Task brief. Pull out each line of the data that includes the word "twos".

------ Data excerpts

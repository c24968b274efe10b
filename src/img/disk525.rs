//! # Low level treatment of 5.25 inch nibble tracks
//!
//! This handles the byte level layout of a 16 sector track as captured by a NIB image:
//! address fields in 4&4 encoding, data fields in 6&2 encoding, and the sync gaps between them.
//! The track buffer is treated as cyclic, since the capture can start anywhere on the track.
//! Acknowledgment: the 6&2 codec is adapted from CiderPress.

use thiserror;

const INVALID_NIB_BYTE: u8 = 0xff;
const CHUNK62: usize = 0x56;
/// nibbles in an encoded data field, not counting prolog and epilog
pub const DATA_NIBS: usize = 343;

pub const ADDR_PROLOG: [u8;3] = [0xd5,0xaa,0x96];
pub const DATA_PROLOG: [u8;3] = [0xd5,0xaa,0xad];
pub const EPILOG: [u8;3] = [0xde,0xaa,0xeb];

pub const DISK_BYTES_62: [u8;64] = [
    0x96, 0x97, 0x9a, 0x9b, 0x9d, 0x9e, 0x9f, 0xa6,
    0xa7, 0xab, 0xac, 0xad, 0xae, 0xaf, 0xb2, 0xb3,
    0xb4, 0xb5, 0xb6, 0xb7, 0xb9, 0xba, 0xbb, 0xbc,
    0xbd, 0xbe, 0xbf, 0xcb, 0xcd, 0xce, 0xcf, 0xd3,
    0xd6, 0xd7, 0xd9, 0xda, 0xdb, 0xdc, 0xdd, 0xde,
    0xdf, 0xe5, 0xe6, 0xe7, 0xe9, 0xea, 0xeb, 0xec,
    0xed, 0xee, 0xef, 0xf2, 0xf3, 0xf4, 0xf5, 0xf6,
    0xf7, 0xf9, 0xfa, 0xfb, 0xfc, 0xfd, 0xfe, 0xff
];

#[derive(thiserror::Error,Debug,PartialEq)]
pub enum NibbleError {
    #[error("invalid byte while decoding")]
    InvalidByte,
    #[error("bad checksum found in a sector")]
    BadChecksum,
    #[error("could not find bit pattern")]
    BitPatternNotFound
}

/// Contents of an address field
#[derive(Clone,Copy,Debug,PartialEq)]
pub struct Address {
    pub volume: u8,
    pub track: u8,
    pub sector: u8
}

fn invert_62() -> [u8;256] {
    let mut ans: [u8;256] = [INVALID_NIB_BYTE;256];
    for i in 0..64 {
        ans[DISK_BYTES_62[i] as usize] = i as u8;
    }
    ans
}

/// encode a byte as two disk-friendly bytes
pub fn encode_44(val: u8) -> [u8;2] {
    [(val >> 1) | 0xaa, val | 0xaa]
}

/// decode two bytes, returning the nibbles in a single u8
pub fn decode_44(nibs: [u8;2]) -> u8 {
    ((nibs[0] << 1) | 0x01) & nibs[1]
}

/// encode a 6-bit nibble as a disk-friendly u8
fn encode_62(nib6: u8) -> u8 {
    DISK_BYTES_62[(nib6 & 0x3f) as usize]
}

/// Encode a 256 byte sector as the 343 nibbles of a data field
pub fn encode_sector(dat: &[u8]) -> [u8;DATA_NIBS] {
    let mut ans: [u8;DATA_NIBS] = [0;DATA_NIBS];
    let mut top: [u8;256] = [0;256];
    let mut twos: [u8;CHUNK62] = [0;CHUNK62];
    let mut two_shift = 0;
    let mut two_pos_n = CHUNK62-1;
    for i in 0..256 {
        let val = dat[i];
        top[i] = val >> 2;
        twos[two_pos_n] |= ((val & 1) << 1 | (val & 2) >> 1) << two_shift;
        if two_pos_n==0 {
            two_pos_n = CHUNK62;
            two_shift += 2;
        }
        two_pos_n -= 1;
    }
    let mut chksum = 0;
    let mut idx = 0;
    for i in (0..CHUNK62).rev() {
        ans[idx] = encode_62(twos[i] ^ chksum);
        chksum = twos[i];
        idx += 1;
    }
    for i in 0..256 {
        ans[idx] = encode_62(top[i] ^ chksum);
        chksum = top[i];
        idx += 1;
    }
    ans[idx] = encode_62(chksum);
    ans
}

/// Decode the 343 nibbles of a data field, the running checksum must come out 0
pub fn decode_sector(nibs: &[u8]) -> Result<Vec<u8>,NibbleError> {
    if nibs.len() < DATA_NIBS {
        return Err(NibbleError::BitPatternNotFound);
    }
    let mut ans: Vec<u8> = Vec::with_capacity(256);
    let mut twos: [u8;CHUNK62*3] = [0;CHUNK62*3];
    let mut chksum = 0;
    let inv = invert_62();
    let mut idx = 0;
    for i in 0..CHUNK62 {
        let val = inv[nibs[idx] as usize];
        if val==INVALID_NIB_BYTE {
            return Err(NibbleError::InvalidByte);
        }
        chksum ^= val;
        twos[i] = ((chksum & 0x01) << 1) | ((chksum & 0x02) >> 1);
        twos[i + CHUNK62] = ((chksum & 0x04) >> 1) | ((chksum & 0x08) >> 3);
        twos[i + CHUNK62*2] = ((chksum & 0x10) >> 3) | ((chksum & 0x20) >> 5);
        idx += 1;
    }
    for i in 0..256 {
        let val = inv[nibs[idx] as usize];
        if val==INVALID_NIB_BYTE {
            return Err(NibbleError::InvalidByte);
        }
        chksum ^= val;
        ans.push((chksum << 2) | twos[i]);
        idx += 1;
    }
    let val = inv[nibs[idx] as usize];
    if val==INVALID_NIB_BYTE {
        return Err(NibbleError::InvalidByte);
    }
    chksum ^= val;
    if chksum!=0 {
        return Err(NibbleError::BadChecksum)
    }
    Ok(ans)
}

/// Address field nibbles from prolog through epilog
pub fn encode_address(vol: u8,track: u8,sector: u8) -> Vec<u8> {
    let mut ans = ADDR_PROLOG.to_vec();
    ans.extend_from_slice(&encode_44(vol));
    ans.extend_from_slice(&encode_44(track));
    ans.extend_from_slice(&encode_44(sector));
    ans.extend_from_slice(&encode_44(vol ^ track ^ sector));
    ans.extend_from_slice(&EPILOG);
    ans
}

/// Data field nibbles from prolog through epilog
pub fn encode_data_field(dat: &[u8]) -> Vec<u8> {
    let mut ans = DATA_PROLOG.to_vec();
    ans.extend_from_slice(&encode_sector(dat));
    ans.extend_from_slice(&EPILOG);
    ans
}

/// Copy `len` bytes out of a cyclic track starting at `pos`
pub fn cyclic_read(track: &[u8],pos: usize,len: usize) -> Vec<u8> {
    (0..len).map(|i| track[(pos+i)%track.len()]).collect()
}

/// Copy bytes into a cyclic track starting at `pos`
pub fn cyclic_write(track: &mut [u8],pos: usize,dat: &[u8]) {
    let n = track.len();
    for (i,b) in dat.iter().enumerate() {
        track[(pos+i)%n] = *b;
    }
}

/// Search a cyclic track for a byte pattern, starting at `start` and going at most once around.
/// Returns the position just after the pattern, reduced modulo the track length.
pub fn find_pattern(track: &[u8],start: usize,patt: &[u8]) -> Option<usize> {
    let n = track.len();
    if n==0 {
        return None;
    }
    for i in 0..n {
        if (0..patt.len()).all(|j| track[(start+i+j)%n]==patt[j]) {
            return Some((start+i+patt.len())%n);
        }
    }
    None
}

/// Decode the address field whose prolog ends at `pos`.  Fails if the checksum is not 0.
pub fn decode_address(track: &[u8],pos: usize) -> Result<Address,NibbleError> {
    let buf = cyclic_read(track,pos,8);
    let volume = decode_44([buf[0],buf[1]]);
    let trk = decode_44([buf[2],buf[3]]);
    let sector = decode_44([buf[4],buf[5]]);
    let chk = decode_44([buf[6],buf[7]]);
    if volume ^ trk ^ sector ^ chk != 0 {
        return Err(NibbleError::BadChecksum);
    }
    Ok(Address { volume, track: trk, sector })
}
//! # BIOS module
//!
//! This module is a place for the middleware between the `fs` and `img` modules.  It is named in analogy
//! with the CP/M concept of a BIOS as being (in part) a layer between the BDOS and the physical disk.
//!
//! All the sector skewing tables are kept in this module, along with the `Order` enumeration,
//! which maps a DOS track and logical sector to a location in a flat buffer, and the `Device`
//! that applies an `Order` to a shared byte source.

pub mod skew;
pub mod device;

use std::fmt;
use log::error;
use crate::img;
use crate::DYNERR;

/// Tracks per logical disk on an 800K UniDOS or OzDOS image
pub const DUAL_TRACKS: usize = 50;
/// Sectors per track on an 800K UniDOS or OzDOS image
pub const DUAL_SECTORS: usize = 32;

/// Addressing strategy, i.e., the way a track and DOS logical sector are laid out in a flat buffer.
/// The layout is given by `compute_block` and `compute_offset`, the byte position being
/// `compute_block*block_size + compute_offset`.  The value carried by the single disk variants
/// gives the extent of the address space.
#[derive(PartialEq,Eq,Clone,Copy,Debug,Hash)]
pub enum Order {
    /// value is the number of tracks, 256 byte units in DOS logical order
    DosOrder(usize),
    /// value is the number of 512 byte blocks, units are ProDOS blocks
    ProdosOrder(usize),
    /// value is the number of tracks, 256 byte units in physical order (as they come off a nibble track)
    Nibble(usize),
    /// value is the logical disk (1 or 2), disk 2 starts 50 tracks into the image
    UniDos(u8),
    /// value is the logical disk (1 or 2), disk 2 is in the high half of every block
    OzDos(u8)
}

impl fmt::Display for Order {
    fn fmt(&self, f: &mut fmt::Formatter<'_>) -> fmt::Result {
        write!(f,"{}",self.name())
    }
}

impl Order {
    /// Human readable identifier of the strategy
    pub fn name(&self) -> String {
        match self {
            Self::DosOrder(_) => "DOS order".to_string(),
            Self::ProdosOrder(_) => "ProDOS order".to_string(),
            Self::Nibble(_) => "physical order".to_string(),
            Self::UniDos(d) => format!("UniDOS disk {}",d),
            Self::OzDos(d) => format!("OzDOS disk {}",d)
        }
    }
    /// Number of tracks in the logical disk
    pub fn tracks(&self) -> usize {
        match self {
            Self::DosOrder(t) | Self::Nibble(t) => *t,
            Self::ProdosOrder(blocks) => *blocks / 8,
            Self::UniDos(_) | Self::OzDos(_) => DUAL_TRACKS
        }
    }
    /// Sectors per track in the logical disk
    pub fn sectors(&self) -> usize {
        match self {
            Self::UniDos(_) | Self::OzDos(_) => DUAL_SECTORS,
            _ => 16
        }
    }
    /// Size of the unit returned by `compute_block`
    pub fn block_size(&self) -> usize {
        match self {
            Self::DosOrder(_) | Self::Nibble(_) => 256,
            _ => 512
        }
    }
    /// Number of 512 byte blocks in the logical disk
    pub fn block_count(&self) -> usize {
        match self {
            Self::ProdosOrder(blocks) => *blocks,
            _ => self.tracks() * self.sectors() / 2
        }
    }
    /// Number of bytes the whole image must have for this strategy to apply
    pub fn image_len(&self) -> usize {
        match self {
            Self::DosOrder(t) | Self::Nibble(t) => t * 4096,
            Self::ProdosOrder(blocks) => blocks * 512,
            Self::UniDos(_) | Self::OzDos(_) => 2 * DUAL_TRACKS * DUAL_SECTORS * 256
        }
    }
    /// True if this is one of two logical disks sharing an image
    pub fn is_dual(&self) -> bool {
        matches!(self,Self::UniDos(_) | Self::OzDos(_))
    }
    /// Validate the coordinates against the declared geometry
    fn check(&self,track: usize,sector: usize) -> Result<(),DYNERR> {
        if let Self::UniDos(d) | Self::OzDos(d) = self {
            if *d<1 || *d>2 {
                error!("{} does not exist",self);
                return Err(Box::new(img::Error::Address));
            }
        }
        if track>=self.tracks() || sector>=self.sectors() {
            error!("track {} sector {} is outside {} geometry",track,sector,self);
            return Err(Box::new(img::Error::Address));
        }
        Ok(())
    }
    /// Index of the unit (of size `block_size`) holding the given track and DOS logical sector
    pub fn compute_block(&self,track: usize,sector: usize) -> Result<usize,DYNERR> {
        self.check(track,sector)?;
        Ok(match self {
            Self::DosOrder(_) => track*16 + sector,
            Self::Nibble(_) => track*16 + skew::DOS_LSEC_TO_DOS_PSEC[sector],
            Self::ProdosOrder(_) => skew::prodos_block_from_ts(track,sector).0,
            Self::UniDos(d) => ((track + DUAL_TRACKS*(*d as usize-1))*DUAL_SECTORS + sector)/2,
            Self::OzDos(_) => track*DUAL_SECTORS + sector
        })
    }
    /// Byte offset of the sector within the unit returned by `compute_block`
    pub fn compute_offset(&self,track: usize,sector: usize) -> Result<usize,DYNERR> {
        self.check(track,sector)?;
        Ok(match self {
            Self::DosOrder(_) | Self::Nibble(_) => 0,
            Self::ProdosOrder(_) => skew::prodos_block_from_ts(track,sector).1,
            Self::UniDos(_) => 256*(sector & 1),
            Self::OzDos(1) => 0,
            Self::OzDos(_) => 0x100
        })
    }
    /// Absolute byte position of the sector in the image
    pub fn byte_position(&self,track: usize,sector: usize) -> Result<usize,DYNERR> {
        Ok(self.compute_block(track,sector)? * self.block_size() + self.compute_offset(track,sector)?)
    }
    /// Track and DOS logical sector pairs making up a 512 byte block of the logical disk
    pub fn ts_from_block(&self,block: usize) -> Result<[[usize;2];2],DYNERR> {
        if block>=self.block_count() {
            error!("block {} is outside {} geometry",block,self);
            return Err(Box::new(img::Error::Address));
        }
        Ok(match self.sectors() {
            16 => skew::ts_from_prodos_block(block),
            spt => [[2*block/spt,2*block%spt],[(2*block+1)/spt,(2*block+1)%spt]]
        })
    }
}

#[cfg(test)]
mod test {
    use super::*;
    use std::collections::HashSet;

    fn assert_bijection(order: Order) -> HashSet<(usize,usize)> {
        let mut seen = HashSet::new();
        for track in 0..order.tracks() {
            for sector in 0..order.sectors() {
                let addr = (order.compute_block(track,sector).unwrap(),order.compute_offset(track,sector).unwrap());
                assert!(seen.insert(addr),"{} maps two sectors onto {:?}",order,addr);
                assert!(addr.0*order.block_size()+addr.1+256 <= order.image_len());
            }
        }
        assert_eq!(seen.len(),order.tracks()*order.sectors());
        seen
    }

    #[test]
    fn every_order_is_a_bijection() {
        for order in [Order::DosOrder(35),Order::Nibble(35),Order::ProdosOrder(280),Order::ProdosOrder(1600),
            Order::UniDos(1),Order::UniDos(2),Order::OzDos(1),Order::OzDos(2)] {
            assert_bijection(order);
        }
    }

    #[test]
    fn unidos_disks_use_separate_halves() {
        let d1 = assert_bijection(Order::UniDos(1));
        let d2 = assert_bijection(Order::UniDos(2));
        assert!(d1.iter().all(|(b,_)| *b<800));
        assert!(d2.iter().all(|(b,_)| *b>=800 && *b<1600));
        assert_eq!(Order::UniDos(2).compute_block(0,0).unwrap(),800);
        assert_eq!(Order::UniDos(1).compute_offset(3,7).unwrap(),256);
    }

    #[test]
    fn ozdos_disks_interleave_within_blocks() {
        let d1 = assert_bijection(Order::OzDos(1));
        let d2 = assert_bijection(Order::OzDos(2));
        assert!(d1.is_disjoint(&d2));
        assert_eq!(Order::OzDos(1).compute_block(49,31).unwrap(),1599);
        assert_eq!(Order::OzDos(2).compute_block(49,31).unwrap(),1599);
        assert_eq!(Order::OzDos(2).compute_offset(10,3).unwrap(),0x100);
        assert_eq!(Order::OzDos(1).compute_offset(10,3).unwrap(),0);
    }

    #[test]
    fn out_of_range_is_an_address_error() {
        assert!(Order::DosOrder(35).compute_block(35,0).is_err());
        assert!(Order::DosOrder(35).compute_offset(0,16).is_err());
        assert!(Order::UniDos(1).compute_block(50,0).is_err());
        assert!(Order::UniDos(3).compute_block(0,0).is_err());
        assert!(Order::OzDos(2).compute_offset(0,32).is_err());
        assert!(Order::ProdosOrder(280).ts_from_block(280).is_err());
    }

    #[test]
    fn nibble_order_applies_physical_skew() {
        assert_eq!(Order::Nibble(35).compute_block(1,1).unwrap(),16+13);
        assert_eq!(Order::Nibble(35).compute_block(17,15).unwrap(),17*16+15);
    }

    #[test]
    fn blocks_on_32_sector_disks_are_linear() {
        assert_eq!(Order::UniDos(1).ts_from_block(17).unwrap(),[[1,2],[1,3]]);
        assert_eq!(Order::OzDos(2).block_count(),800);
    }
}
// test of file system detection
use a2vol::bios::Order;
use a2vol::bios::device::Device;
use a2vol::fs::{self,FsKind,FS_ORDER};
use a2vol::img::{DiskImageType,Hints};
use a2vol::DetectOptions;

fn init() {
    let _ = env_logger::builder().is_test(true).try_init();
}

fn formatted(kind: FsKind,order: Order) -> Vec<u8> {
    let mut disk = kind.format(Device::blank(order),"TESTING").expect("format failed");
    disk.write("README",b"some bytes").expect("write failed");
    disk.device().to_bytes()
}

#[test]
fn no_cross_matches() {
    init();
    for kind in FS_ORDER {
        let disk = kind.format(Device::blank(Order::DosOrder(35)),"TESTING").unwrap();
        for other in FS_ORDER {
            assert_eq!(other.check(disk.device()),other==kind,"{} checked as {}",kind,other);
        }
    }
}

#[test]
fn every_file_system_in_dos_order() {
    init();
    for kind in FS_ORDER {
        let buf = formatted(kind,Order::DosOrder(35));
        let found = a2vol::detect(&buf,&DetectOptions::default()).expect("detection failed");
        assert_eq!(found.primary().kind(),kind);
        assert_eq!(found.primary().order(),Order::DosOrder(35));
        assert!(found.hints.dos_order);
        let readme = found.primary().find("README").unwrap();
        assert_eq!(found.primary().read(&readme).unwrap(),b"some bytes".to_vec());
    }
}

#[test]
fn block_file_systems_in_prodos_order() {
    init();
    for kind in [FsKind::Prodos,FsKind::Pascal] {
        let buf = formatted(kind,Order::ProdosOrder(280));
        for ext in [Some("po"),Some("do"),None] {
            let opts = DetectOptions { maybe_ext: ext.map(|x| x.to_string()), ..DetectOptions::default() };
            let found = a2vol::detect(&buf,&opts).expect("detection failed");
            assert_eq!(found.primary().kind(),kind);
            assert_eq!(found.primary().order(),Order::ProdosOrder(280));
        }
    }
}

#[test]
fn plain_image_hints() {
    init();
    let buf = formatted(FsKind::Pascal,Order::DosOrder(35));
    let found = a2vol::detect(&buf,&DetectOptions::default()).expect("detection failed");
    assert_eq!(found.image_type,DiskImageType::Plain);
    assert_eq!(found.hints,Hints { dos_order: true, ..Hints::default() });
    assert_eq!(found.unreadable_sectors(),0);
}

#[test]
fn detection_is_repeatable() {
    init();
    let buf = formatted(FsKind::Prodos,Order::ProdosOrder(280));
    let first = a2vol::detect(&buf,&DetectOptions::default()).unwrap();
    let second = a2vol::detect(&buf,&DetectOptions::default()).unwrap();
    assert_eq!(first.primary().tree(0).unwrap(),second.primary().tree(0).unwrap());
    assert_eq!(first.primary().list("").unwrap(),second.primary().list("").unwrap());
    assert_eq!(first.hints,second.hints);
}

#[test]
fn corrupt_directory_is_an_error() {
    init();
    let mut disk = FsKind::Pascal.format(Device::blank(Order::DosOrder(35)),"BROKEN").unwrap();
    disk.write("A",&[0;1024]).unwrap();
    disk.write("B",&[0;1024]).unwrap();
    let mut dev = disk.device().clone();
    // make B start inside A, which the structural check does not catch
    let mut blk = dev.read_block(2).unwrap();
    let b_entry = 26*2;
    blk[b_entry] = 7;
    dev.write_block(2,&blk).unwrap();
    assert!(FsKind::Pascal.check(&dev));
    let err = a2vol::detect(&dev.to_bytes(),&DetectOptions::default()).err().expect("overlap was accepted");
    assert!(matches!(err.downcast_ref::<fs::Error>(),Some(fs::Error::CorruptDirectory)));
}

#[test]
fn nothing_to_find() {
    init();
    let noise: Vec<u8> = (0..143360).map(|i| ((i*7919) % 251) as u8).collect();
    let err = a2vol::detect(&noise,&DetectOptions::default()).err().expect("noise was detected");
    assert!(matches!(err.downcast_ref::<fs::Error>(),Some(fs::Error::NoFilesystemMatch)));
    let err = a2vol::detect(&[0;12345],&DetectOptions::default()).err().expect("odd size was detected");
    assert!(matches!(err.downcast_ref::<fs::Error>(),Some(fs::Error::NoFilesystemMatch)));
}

------------
------ Data excerpts

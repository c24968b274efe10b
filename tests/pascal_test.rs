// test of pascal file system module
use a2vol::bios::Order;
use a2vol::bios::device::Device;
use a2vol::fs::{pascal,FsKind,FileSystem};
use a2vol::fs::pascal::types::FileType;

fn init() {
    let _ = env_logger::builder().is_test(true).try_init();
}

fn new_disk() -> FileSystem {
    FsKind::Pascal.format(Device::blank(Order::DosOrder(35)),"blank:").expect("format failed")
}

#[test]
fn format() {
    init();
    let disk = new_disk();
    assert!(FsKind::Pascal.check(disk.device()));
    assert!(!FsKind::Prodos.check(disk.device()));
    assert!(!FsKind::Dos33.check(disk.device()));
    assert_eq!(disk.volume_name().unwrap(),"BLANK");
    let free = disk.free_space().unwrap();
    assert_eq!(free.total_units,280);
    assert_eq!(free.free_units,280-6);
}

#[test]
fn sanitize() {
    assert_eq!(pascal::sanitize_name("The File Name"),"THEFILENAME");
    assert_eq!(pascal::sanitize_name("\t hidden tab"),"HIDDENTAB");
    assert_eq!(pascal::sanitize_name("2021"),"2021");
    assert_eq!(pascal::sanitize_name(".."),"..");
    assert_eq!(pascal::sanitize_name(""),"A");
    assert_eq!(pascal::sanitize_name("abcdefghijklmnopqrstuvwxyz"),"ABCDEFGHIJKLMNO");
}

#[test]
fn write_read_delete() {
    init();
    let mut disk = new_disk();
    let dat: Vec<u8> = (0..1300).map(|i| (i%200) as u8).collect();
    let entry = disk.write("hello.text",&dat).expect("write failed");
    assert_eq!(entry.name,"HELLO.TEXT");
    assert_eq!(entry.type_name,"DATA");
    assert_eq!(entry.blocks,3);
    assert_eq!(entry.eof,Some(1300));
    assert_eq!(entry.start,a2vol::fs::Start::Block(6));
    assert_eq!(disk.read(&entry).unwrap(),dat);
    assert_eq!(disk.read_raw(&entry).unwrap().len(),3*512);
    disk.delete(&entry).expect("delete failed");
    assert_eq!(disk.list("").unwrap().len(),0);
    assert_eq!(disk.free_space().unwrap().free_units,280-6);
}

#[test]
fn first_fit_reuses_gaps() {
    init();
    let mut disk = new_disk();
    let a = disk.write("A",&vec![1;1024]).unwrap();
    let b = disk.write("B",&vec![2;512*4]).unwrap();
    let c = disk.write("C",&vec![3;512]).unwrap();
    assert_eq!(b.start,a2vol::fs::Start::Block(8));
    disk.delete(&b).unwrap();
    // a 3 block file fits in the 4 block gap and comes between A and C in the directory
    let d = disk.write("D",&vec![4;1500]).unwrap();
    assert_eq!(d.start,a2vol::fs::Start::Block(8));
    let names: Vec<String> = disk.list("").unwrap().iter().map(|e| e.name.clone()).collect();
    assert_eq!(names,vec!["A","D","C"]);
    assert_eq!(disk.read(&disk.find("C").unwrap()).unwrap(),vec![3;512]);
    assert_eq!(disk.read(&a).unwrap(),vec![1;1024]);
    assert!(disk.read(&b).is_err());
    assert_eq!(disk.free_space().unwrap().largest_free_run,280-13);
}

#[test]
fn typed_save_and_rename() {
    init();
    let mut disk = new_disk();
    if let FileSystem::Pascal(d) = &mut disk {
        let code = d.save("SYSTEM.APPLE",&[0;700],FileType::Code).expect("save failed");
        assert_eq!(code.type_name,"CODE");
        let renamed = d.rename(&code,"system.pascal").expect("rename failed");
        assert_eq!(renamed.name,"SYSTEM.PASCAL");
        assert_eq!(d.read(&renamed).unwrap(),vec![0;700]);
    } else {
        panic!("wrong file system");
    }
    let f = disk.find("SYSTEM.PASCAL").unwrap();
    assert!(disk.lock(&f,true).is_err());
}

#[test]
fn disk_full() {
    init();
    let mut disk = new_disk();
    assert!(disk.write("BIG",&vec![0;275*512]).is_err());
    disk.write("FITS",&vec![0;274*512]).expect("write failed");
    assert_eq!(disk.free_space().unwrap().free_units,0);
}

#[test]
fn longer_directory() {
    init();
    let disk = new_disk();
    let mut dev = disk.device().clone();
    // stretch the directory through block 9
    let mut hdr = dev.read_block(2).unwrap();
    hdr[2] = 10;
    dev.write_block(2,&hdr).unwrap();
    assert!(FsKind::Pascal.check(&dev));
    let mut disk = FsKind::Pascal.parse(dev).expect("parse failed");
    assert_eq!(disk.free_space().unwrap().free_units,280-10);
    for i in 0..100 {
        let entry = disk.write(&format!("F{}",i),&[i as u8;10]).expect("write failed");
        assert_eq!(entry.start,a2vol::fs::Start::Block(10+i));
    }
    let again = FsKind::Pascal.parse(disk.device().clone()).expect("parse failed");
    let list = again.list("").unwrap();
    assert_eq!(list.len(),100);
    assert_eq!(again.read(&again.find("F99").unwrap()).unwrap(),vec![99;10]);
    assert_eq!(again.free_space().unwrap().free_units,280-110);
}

------------
------ Data excerpts

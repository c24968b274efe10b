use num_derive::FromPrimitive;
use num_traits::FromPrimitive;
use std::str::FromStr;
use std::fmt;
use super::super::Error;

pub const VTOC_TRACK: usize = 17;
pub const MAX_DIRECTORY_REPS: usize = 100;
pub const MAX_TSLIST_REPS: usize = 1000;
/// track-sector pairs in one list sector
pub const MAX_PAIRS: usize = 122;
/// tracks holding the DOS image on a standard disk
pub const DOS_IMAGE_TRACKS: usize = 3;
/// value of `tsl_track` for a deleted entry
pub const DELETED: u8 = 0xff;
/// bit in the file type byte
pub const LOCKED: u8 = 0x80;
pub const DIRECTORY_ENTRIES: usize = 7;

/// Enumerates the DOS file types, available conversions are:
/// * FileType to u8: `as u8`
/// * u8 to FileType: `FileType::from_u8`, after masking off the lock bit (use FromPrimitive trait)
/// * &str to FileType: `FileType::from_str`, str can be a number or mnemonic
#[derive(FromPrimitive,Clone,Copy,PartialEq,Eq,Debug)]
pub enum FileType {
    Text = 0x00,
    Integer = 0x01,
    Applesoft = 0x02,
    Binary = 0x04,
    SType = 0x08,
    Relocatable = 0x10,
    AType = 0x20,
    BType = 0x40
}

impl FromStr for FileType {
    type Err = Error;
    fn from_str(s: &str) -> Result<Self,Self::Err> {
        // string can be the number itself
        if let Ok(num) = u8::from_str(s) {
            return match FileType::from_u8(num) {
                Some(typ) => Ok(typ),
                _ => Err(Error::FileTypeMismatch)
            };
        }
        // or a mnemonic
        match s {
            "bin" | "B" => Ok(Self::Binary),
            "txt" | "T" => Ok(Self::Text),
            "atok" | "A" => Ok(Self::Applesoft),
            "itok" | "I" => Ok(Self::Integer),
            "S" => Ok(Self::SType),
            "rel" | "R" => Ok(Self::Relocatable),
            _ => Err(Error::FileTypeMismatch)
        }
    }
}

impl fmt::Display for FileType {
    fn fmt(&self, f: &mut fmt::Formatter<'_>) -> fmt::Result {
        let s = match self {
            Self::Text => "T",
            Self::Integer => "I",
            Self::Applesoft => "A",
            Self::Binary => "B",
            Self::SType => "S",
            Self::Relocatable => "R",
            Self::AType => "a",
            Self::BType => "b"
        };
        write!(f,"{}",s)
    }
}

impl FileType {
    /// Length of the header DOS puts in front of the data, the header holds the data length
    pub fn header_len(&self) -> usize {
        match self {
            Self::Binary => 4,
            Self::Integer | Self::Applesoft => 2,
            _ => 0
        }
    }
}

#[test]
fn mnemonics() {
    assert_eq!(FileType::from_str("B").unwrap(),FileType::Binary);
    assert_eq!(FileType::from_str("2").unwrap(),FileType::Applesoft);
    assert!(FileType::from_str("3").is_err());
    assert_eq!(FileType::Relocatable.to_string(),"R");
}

------------

Written response.
    let mut twos: [u8;CHUNK62] = [0;CHUNK62];
        twos[two_pos_n] |= ((val & 1) << 1 | (val & 2) >> 1) << two_shift;
        ans[idx] = encode_62(twos[i] ^ chksum);
        chksum = twos[i];
    let mut twos: [u8;CHUNK62*3] = [0;CHUNK62*3];
        twos[i] = ((chksum & 0x01) << 1) | ((chksum & 0x02) >> 1);
        twos[i + CHUNK62] = ((chksum & 0x04) >> 1) | ((chksum & 0x08) >> 3);
        twos[i + CHUNK62*2] = ((chksum & 0x10) >> 3) | ((chksum & 0x20) >> 5);
        ans.push((chksum << 2) | twos[i]);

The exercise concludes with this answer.